Trainee Advanced Nurse Practitioner
Place of work
Gastroenterology/Hepatology Medicine, East Lancashire Hospitals NHS Trust
Mortality rates for liver disease continues to rise rapidly, being the third most common cause of premature death in England. The Northwest of England has 4,221 per 100,000 population under 75 mortality rates considered preventable, the worst region across England (Public Health England, 2015).
Despite the increase of preventable deaths, enquiries suggest that the acute care of patients with liver disease is poorly recognised, organised and implemented, resulting in patients receiving sub-standard care with avoidable deaths. Yet, such services can be improved at a relatively low cost to the National Health Service, whilst improving the clinical outcomes for patients (The National Confidential enquiry into patient outcome and death, 2013).
To innovate, implement and transform standards of liver care with an inspirational advanced practitioner led in-reach service. Aiming to undertake advanced clinical assessment, diagnostics and leadership for patients with liver disease, improving benchmarks of care provision, supporting positive patient progression to community services.

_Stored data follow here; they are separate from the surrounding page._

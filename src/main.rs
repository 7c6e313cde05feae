//! Furry Gallery Backend - binary entry point
//! Delegates to the library for all app logic.

#[tokio::main]
async fn main() {
    if let Err(e) = furry_gallery_backend::run().await {
        eprintln!("Server error: {}", e);
        std::process::exit(1);
    }
}
/**
 * Health Routes
 * Endpoints for checking backend health status
 */
use axum::{extract::State, http::StatusCode, response::IntoResponse, Json};
use chrono::{DateTime, Utc};
use serde::{Deserialize, Serialize};
use std::time::Instant;

use crate::db;
use crate::state::AppState;

// Track server start time for uptime calculation
lazy_static::lazy_static! {
    static ref SERVER_START: Instant = Instant::now();
}

/// Initialize the server start time
pub fn init_start_time() {
    lazy_static::initialize(&SERVER_START);
}

/// Single service check result
#[derive(Debug, Serialize, Deserialize)]
#[serde(rename_all = "camelCase")]
pub struct ServiceCheck {
    pub status: String,
    #[serde(skip_serializing_if = "Option::is_none")]
    pub response_time: Option<u64>,
    #[serde(skip_serializing_if = "Option::is_none")]
    pub error: Option<String>,
}

/// Ready check response
#[derive(Debug, Serialize, Deserialize)]
#[serde(rename_all = "camelCase")]
pub struct ReadyResponse {
    pub status: String,
    pub timestamp: DateTime<Utc>,
    pub uptime: u64,
    pub database: String,
}

#[derive(Debug, Serialize, Deserialize)]
pub struct SimpleHealthResponse {
    pub status: String,
}

async fn check_database(state: &AppState) -> ServiceCheck {
    match db::health_check(state.pool_opt()).await {
        Ok(duration) => ServiceCheck {
            status: "healthy".to_string(),
            response_time: Some(duration.as_millis() as u64),
            error: None,
        },
        Err(e) => ServiceCheck {
            status: "unhealthy".to_string(),
            response_time: None,
            error: Some(e.to_string()),
        },
    }
}

/// GET /health
pub async fn health_ping() -> impl IntoResponse {
    Json(SimpleHealthResponse {
        status: "ok".to_string(),
    })
}

/// GET /health/database - pool round-trip latency
pub async fn health_database(State(state): State<AppState>) -> impl IntoResponse {
    (StatusCode::OK, Json(check_database(&state).await))
}

/// GET /health/ready
///
/// Ready whenever the process serves requests; accounts fall back to the
/// in-memory store without a database, so its status is informational.
pub async fn health_ready(State(state): State<AppState>) -> impl IntoResponse {
    let database = check_database(&state).await.status;

    let response = ReadyResponse {
        status: "ready".to_string(),
        timestamp: Utc::now(),
        uptime: SERVER_START.elapsed().as_secs(),
        database,
    };

    (StatusCode::OK, Json(response))
}
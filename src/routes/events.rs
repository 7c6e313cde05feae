/**
 * Event Routes
 * Conventions and meets, owned by an organizer profile
 */
use std::collections::HashMap;

use axum::{
    extract::{Path, Query, State},
    http::{HeaderMap, StatusCode},
    Json,
};
use chrono::NaiveDate;
use serde::{Deserialize, Serialize};

use crate::auth::request::can_edit_organizer;
use crate::db::models::{Event, PublicUser};
use crate::error::ApiError;
use crate::listing::{self, ListResponse, EVENTS};
use crate::routes::{clean_markdown, clean_name, clean_text, parse_date, parse_id, ApiJson, ApiResponse};
use crate::state::AppState;

#[derive(Debug, Default, Deserialize, Serialize)]
#[serde(default, rename_all = "camelCase")]
pub struct EventRequest {
    pub name: Option<String>,
    pub description: Option<String>,
    pub location: Option<String>,
    pub date: Option<String>,
    pub organizer_id: Option<i32>,
    pub cover_image_id: Option<i32>,
}

#[derive(Debug)]
struct EventFields {
    name: Option<String>,
    description: Option<String>,
    location: Option<String>,
    date: Option<NaiveDate>,
    organizer_id: Option<i32>,
    cover_image_id: Option<i32>,
}

impl EventRequest {
    fn validate(self, creating: bool) -> Result<EventFields, ApiError> {
        Ok(EventFields {
            name: clean_name(self.name, creating)?,
            description: clean_markdown(self.description),
            location: clean_text(self.location),
            date: parse_date(self.date.as_deref())?,
            organizer_id: self.organizer_id,
            cover_image_id: self.cover_image_id,
        })
    }
}

/// Organizer the new event belongs to: admins may pick one, everybody else
/// must have an organizer profile and gets that one.
fn owning_organizer(user: &PublicUser, requested: Option<i32>) -> Result<Option<i32>, ApiError> {
    if user.is_admin() {
        return Ok(requested.or(user.organizer_id));
    }
    match user.organizer_id {
        Some(own) if requested.is_none_or(|id| id == own) => Ok(Some(own)),
        _ => Err(ApiError::forbidden()),
    }
}

/// GET /api/events
pub async fn list_events(
    State(state): State<AppState>,
    Query(params): Query<HashMap<String, String>>,
) -> Result<Json<ListResponse<Event>>, ApiError> {
    let pool = state.pool()?;
    Ok(Json(listing::handle_get_request(pool, &EVENTS, &params).await?))
}

/// GET /api/events/{id}
pub async fn get_event(
    State(state): State<AppState>,
    Path(id): Path<String>,
) -> Result<Json<ApiResponse<Event>>, ApiError> {
    let id = parse_id(&id)?;
    let pool = state.pool()?;
    Ok(Json(ApiResponse::data(
        listing::fetch_by_id(pool, &EVENTS, id).await?,
    )))
}

/// POST /api/events - organizers and admins
pub async fn create_event(
    State(state): State<AppState>,
    headers: HeaderMap,
    ApiJson(payload): ApiJson<EventRequest>,
) -> Result<(StatusCode, Json<ApiResponse<Event>>), ApiError> {
    let user = state.current_user(&headers).await?;
    let fields = payload.validate(true)?;
    let organizer_id = owning_organizer(&user, fields.organizer_id)?;
    let pool = state.pool()?;

    let event = sqlx::query_as::<_, Event>(
        r#"
        INSERT INTO events (name, description, location, date, organizer_id, cover_image_id)
        VALUES ($1, $2, $3, $4, $5, $6)
        RETURNING id, name, description, location, date, organizer_id, cover_image_id, created_at
        "#,
    )
    .bind(&fields.name)
    .bind(&fields.description)
    .bind(&fields.location)
    .bind(fields.date)
    .bind(organizer_id)
    .bind(fields.cover_image_id)
    .fetch_one(pool)
    .await?;

    tracing::info!(event_id = event.id, user_id = user.id, "event created");
    Ok((
        StatusCode::CREATED,
        Json(ApiResponse::with_message("Událost byla vytvořena", event)),
    ))
}

/// PUT /api/events/{id} - the owning organizer or an admin
pub async fn update_event(
    State(state): State<AppState>,
    headers: HeaderMap,
    Path(id): Path<String>,
    ApiJson(payload): ApiJson<EventRequest>,
) -> Result<Json<ApiResponse<Event>>, ApiError> {
    let id = parse_id(&id)?;
    let user = state.current_user(&headers).await?;
    let fields = payload.validate(false)?;
    if fields.organizer_id.is_some() && !user.is_admin() {
        return Err(ApiError::forbidden());
    }
    let pool = state.pool()?;

    let current: Event = listing::fetch_by_id(pool, &EVENTS, id).await?;
    let allowed = match current.organizer_id {
        Some(organizer_id) => can_edit_organizer(&user, organizer_id),
        None => user.is_admin(),
    };
    if !allowed {
        return Err(ApiError::forbidden());
    }

    let event = sqlx::query_as::<_, Event>(
        r#"
        UPDATE events
        SET name = COALESCE($1, name),
            description = COALESCE($2, description),
            location = COALESCE($3, location),
            date = COALESCE($4, date),
            organizer_id = COALESCE($5, organizer_id),
            cover_image_id = COALESCE($6, cover_image_id)
        WHERE id = $7
        RETURNING id, name, description, location, date, organizer_id, cover_image_id, created_at
        "#,
    )
    .bind(&fields.name)
    .bind(&fields.description)
    .bind(&fields.location)
    .bind(fields.date)
    .bind(fields.organizer_id)
    .bind(fields.cover_image_id)
    .bind(id)
    .fetch_optional(pool)
    .await?
    .ok_or_else(ApiError::not_found)?;

    Ok(Json(ApiResponse::with_message("Událost byla aktualizována", event)))
}

#[cfg(test)]
mod tests {
    use super::*;
    use crate::routes::test_support::{call, Harness};
    use axum::routing::get;
    use axum::Router;
    use chrono::Utc;
    use serde_json::json;

    fn router(h: &Harness) -> Router {
        Router::new()
            .route("/api/events", get(list_events).post(create_event))
            .route("/api/events/{id}", get(get_event).put(update_event))
            .with_state(h.state.clone())
    }

    fn user(role: &str, organizer_id: Option<i32>) -> PublicUser {
        PublicUser {
            id: 1,
            username: "lynx".into(),
            email: "lynx@example.com".into(),
            role: role.into(),
            active: true,
            photographer_id: None,
            organizer_id,
            avatar_id: None,
            created_at: Utc::now(),
        }
    }

    #[test]
    fn test_owning_organizer_rules() {
        assert_eq!(owning_organizer(&user("user", Some(3)), None).unwrap(), Some(3));
        assert_eq!(owning_organizer(&user("user", Some(3)), Some(3)).unwrap(), Some(3));
        assert!(owning_organizer(&user("user", Some(3)), Some(4)).is_err());
        assert!(owning_organizer(&user("user", None), None).is_err());
        assert_eq!(owning_organizer(&user("admin", None), Some(8)).unwrap(), Some(8));
        assert_eq!(owning_organizer(&user("admin", None), None).unwrap(), None);
    }

    #[test]
    fn test_validate_parses_date() {
        let fields = EventRequest {
            name: Some("FurMeet".into()),
            date: Some("2025-03-14".into()),
            ..Default::default()
        }
        .validate(true)
        .unwrap();
        assert_eq!(fields.date, NaiveDate::from_ymd_opt(2025, 3, 14));

        let err = EventRequest {
            name: Some("FurMeet".into()),
            date: Some("14.3.2025".into()),
            ..Default::default()
        }
        .validate(true)
        .unwrap_err();
        assert_eq!(err.to_string(), "Neplatné datum");
    }

    #[tokio::test]
    async fn test_create_requires_organizer_profile() {
        let h = Harness::new();
        let (_, token) = h.user("fox").await;
        let (status, _) = call(
            router(&h),
            "POST",
            "/api/events",
            Some(&token),
            Some(json!({ "name": "FurMeet" })),
        )
        .await;
        assert_eq!(status, StatusCode::FORBIDDEN);

        let (id, _) = h.user("wolf").await;
        h.store.link_organizer(id, Some(1)).await;
        let token = h.token(id).await;
        let (status, _) = call(
            router(&h),
            "POST",
            "/api/events",
            Some(&token),
            Some(json!({ "name": "FurMeet", "date": "2025-03-14" })),
        )
        .await;
        assert_eq!(status, StatusCode::SERVICE_UNAVAILABLE);
    }

    #[tokio::test]
    async fn test_update_cannot_move_event_without_admin() {
        let h = Harness::new();
        let (id, _) = h.user("wolf").await;
        h.store.link_organizer(id, Some(1)).await;
        let token = h.token(id).await;

        let (status, _) = call(
            router(&h),
            "PUT",
            "/api/events/3",
            Some(&token),
            Some(json!({ "organizerId": 2 })),
        )
        .await;
        assert_eq!(status, StatusCode::FORBIDDEN);
    }

    #[tokio::test]
    async fn test_list_without_database() {
        let h = Harness::new();
        let (status, body) = call(router(&h), "GET", "/api/events?page=2", None, None).await;
        assert_eq!(status, StatusCode::SERVICE_UNAVAILABLE);
        assert_eq!(body["message"], "Databáze není dostupná");
    }
}
//! Furry Gallery Backend - library for app logic and testing

pub mod auth;
pub mod config;
pub mod db;
pub mod error;
pub mod listing;
pub mod logging;
pub mod routes;
pub mod state;
pub mod validation;

use axum::{
    extract::DefaultBodyLimit,
    http::{header, HeaderValue, Method},
    middleware,
    routing::{get, post},
    Router,
};
use std::net::SocketAddr;
use tower_http::{
    compression::CompressionLayer, cors::CorsLayer, limit::RequestBodyLimitLayer, trace::TraceLayer,
};

use crate::config::{AppConfig, DbConfig};
use crate::state::AppState;

/// Headroom for multipart framing and form fields on top of the image cap.
const BODY_OVERHEAD_BYTES: usize = 1024 * 1024;

/// Configure CORS from environment variables.
/// Uses ALLOWED_ORIGINS (comma-separated) or FRONTEND_ORIGIN, falling back
/// to the local frontend dev server.
pub fn configure_cors() -> CorsLayer {
    let allowed_origins = std::env::var("ALLOWED_ORIGINS")
        .ok()
        .and_then(|s| {
            let origins: Vec<HeaderValue> = s
                .split(',')
                .filter_map(|origin| origin.trim().parse().ok())
                .collect();
            if origins.is_empty() {
                None
            } else {
                Some(origins)
            }
        })
        .or_else(|| {
            std::env::var("FRONTEND_ORIGIN")
                .ok()
                .and_then(|s| s.parse().ok())
                .map(|origin| vec![origin])
        })
        .unwrap_or_else(|| {
            vec![
                HeaderValue::from_static("http://localhost:3000"),
                HeaderValue::from_static("http://127.0.0.1:3000"),
            ]
        });

    CorsLayer::new()
        .allow_origin(allowed_origins)
        .allow_methods([Method::GET, Method::POST, Method::PUT, Method::OPTIONS])
        .allow_headers([header::CONTENT_TYPE, header::AUTHORIZATION])
        .allow_credentials(true)
}

/// Create and configure the application router.
pub fn create_app(state: AppState) -> Router {
    let cors = configure_cors();
    let body_limit = state.config.max_upload_bytes + BODY_OVERHEAD_BYTES;

    Router::new()
        .route("/api/auth/register", post(routes::auth::register))
        .route("/api/auth/login", post(routes::auth::login))
        .route("/api/auth/logout", post(routes::auth::logout))
        .route("/api/auth/me", get(routes::auth::me))
        .route(
            "/api/auth/change-password",
            post(routes::auth::change_password),
        )
        .route("/api/users", get(routes::users::list_users))
        .route(
            "/api/users/{id}",
            get(routes::users::get_user).put(routes::users::update_user),
        )
        .route(
            "/api/photographers",
            get(routes::photographers::list_photographers)
                .post(routes::photographers::create_photographer),
        )
        .route(
            "/api/photographers/{id}",
            get(routes::photographers::get_photographer)
                .put(routes::photographers::update_photographer),
        )
        .route(
            "/api/organizers",
            get(routes::organizers::list_organizers).post(routes::organizers::create_organizer),
        )
        .route(
            "/api/organizers/{id}",
            get(routes::organizers::get_organizer).put(routes::organizers::update_organizer),
        )
        .route(
            "/api/events",
            get(routes::events::list_events).post(routes::events::create_event),
        )
        .route(
            "/api/events/{id}",
            get(routes::events::get_event).put(routes::events::update_event),
        )
        .route(
            "/api/photos",
            get(routes::photos::list_photos).post(routes::photos::create_photo),
        )
        .route("/api/photos/{id}", get(routes::photos::get_photo))
        .route("/api/photos/{id}/like", post(routes::photos::like_photo))
        .route("/api/photos/{id}/unlike", post(routes::photos::unlike_photo))
        .route("/api/photos/{id}/tags", post(routes::photos::assign_tags))
        .route("/api/photos/{id}/file", get(routes::blobs::get_photo_file))
        .route(
            "/api/photos/{id}/thumbnail",
            get(routes::blobs::get_photo_thumbnail),
        )
        .route(
            "/api/tags",
            get(routes::tags::list_tags).post(routes::tags::create_tag),
        )
        .route("/api/avatars", post(routes::blobs::upload_avatar))
        .route("/api/avatars/{id}", get(routes::blobs::get_avatar))
        .route(
            "/api/profile-images",
            post(routes::blobs::upload_profile_image),
        )
        .route(
            "/api/profile-images/{id}",
            get(routes::blobs::get_profile_image),
        )
        .route("/api/images", post(routes::blobs::upload_markdown_image))
        .route("/api/images/{id}", get(routes::blobs::get_markdown_image))
        .route("/health", get(routes::health::health_ping))
        .route("/health/database", get(routes::health::health_database))
        .route("/health/ready", get(routes::health::health_ready))
        .layer(logging::middleware::propagate_request_id_layer())
        .layer(middleware::from_fn(logging::middleware::log_request))
        .layer(logging::middleware::request_id_layer())
        .layer(TraceLayer::new_for_http())
        .layer(CompressionLayer::new())
        // One cap for every body; the extractor default (2 MB) would reject photos.
        .layer(DefaultBodyLimit::disable())
        .layer(RequestBodyLimitLayer::new(body_limit))
        .layer(cors)
        .with_state(state)
}

/// In-memory accounts when no database is configured. A configured database
/// that cannot be reached or migrated is an error, never a silent fallback.
pub async fn build_state(config: AppConfig) -> Result<AppState, sqlx::Error> {
    if !DbConfig::is_configured() {
        tracing::info!("DATABASE_URL not set. Running without database connection.");
        return Ok(AppState::without_database(config));
    }
    open_database(config).await
}

/// Connects, migrates and wraps the pool.
pub async fn open_database(config: AppConfig) -> Result<AppState, sqlx::Error> {
    let pool = db::init_pool(&config.database).await.map_err(|e| {
        tracing::error!("Failed to initialize database pool: {}", e);
        e
    })?;

    if let Err(e) = db::run_migrations(&pool).await {
        tracing::error!("Failed to run database migrations: {}", e);
        pool.close().await;
        return Err(e);
    }

    Ok(AppState::new(pool, config))
}

async fn shutdown_signal() {
    let ctrl_c = async {
        if let Err(e) = tokio::signal::ctrl_c().await {
            tracing::error!("Failed to listen for Ctrl-C: {}", e);
        }
    };

    #[cfg(unix)]
    let terminate = async {
        match tokio::signal::unix::signal(tokio::signal::unix::SignalKind::terminate()) {
            Ok(mut signal) => {
                signal.recv().await;
            }
            Err(e) => {
                tracing::error!("Failed to listen for SIGTERM: {}", e);
                std::future::pending::<()>().await;
            }
        }
    };

    #[cfg(not(unix))]
    let terminate = std::future::pending::<()>();

    tokio::select! {
        _ = ctrl_c => {},
        _ = terminate => {},
    }

    tracing::info!("Shutdown signal received");
}

/// Run the server (used by main).
pub async fn run() -> Result<(), Box<dyn std::error::Error + Send + Sync>> {
    dotenvy::dotenv().ok();

    // Dropping the guards stops the background log writers.
    let _log_guards = logging::init();

    routes::health::init_start_time();

    let config = AppConfig::from_env();
    let addr: SocketAddr = format!("{}:{}", config.host, config.port).parse()?;

    let state = build_state(config).await?;
    let pool = state.pool_opt().cloned();
    let app = create_app(state);

    tracing::info!("Starting server on {}", addr);
    let listener = tokio::net::TcpListener::bind(addr).await?;

    axum::serve(
        listener,
        app.into_make_service_with_connect_info::<SocketAddr>(),
    )
    .with_graceful_shutdown(shutdown_signal())
    .await?;

    if let Some(pool) = pool {
        pool.close().await;
        tracing::info!("Database pool closed");
    }

    Ok(())
}
//! Request-side auth helpers: token extraction, request authentication,
//! ownership predicates and the 401/403 envelopes.

use axum::{
    http::{header, HeaderMap, HeaderValue, StatusCode},
    response::{IntoResponse, Response},
};

use super::{get_user_from_token, AuthFailure};
use crate::config::AuthConfig;
use crate::db::models::PublicUser;
use crate::db::users::UserStore;
use crate::error::error_envelope;

/// Primary cookie, then the legacy cookie, then `Authorization: Bearer`.
pub fn get_token_from_request(headers: &HeaderMap, config: &AuthConfig) -> Option<String> {
    cookie_value(headers, &config.cookie_name)
        .or_else(|| cookie_value(headers, &config.legacy_cookie_name))
        .or_else(|| bearer_token(headers))
}

fn cookie_value(headers: &HeaderMap, name: &str) -> Option<String> {
    headers
        .get_all(header::COOKIE)
        .iter()
        .filter_map(|v| v.to_str().ok())
        .flat_map(|v| v.split(';'))
        .filter_map(|pair| pair.trim().split_once('='))
        .find(|(key, value)| *key == name && !value.is_empty())
        .map(|(_, value)| value.to_string())
}

fn bearer_token(headers: &HeaderMap) -> Option<String> {
    headers
        .get(header::AUTHORIZATION)
        .and_then(|v| v.to_str().ok())
        .and_then(|v| v.strip_prefix("Bearer "))
        .map(str::trim)
        .filter(|t| !t.is_empty())
        .map(str::to_string)
}

pub async fn authenticate_request(
    headers: &HeaderMap,
    store: &dyn UserStore,
    config: &AuthConfig,
) -> Result<PublicUser, AuthFailure> {
    let token = get_token_from_request(headers, config).ok_or(AuthFailure::MissingToken)?;
    get_user_from_token(store, config, &token).await
}

pub fn can_edit_photographer(user: &PublicUser, photographer_id: i32) -> bool {
    user.is_admin() || user.photographer_id == Some(photographer_id)
}

pub fn can_edit_organizer(user: &PublicUser, organizer_id: i32) -> bool {
    user.is_admin() || user.organizer_id == Some(organizer_id)
}

pub fn auth_error_response(message: &str, status: StatusCode) -> Response {
    let mut response = error_envelope(message, status);
    if status == StatusCode::UNAUTHORIZED {
        response
            .headers_mut()
            .insert(header::WWW_AUTHENTICATE, HeaderValue::from_static("Bearer"));
    }
    response
}

pub fn permission_error_response(message: &str, status: StatusCode) -> Response {
    error_envelope(message, status).into_response()
}

/// HttpOnly session cookie carrying the token for its whole lifetime.
pub fn session_cookie(token: &str, config: &AuthConfig) -> String {
    format!(
        "{}={}; Path=/; HttpOnly; SameSite=Lax; Max-Age={}{}",
        config.cookie_name,
        token,
        config.token_ttl_hours.max(0) * 3600,
        if config.secure_cookies { "; Secure" } else { "" }
    )
}

/// Expiring `Set-Cookie` values for both the primary and the legacy cookie.
pub fn clear_session_cookies(config: &AuthConfig) -> [String; 2] {
    [&config.cookie_name, &config.legacy_cookie_name].map(|name| {
        format!("{name}=; Path=/; HttpOnly; SameSite=Lax; Max-Age=0")
    })
}
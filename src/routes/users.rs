/**
 * User Routes
 * Account listing (admin), detail and updates
 */
use std::collections::HashMap;

use axum::{
    extract::{Path, Query, State},
    http::HeaderMap,
    Json,
};
use serde::{Deserialize, Serialize};

use crate::db::models::{AccountChanges, PublicUser, ROLE_ADMIN, ROLE_USER};
use crate::error::ApiError;
use crate::listing::{self, ListResponse};
use crate::routes::{parse_id, ApiJson, ApiResponse};
use crate::state::AppState;
use crate::validation;

#[derive(Debug, Default, Deserialize, Serialize)]
#[serde(default)]
pub struct UpdateUserRequest {
    pub email: Option<String>,
    pub role: Option<String>,
    pub active: Option<bool>,
}

/// GET /api/users
pub async fn list_users(
    State(state): State<AppState>,
    headers: HeaderMap,
    Query(params): Query<HashMap<String, String>>,
) -> Result<Json<ListResponse<PublicUser>>, ApiError> {
    state.require_admin(&headers).await?;
    let pool = state.pool()?;
    Ok(Json(
        listing::handle_get_request(pool, &listing::USERS, &params).await?,
    ))
}

/// GET /api/users/{id} - the caller's own account, or any account for admins
pub async fn get_user(
    State(state): State<AppState>,
    headers: HeaderMap,
    Path(id): Path<String>,
) -> Result<Json<ApiResponse<PublicUser>>, ApiError> {
    let id = parse_id(&id)?;
    let caller = state.current_user(&headers).await?;
    if caller.id != id && !caller.is_admin() {
        return Err(ApiError::forbidden());
    }

    let user = state
        .users()
        .find_by_id(id)
        .await?
        .ok_or_else(ApiError::not_found)?;

    Ok(Json(ApiResponse::data(user.into())))
}

/// PUT /api/users/{id}
/// Users may change their own e-mail; admins may also change role and active.
pub async fn update_user(
    State(state): State<AppState>,
    headers: HeaderMap,
    Path(id): Path<String>,
    ApiJson(payload): ApiJson<UpdateUserRequest>,
) -> Result<Json<ApiResponse<PublicUser>>, ApiError> {
    let id = parse_id(&id)?;
    let caller = state.current_user(&headers).await?;
    if caller.id != id && !caller.is_admin() {
        return Err(ApiError::forbidden());
    }
    if (payload.role.is_some() || payload.active.is_some()) && !caller.is_admin() {
        return Err(ApiError::forbidden());
    }

    let changes = validate_changes(payload)?;

    let current = state
        .users()
        .find_by_id(id)
        .await?
        .ok_or_else(ApiError::not_found)?;

    if let Some(email) = &changes.email {
        if !email.eq_ignore_ascii_case(&current.email) && state.users().email_exists(email).await? {
            return Err(ApiError::validation("Tento e-mail je již registrován"));
        }
    }

    let user = state
        .users()
        .update_account(id, &changes)
        .await?
        .ok_or_else(ApiError::not_found)?;

    tracing::info!(user_id = id, by = caller.id, "account updated");
    Ok(Json(ApiResponse::with_message(
        "Uživatel byl aktualizován",
        user.into(),
    )))
}

fn validate_changes(payload: UpdateUserRequest) -> Result<AccountChanges, ApiError> {
    let email = match payload.email {
        Some(email) => {
            let email = email.trim().to_string();
            validation::email(&email).map_err(ApiError::validation)?;
            Some(email)
        }
        None => None,
    };

    if let Some(role) = &payload.role {
        if role != ROLE_ADMIN && role != ROLE_USER {
            return Err(ApiError::validation("Neplatná role"));
        }
    }

    Ok(AccountChanges {
        email,
        role: payload.role,
        active: payload.active,
    })
}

A Liver care bundle has been developed, incorporating best practice benchmarks to guide clinical teams/treatment plans required during the first 24 hours of admission. Patients will be triaged by the trainee advanced nurse practitioner and discussed with the duty designated on-call gastroenterology Consultant Monday-Friday 09:00-17:00.
Patients will be assessed by the trainee advanced practitioner in their clinical setting, reviewed daily with plans of on-going treatment until the patient is transferred to a Gastroenterology Ward or community setting, where outpatient hepatology follow up will be arranged.
The Donabedian model of evaluating quality of care (2005) evaluated the outcomes of the project. It reviewed the outcomes of a previously completed logic model following a three-monthly trial of the care bundle in practice including how many patients are seen within 48 hours of referral, 30-day readmission rate and if the trainee ANP has inspired teams to look at sustaining change, by evaluating a post intervention knowledge questionnaire.
The advanced practitioner led in-reach service to liver patients has improved quality of care, providing sustainable, inspirational, safe and effective services to the population.
Three key learning points
1. Mortality rates for liver disease have increased 400% since 1970, fivefold increase in mortality in people aged 65 years of younger.
2. Early identification and intervention of liver disease can improve survivability and promote a positive patient flow through their hospital journey, including follow up.
3. The need for a consistent approach of support from key stakeholders that will support the influence of the project is essential.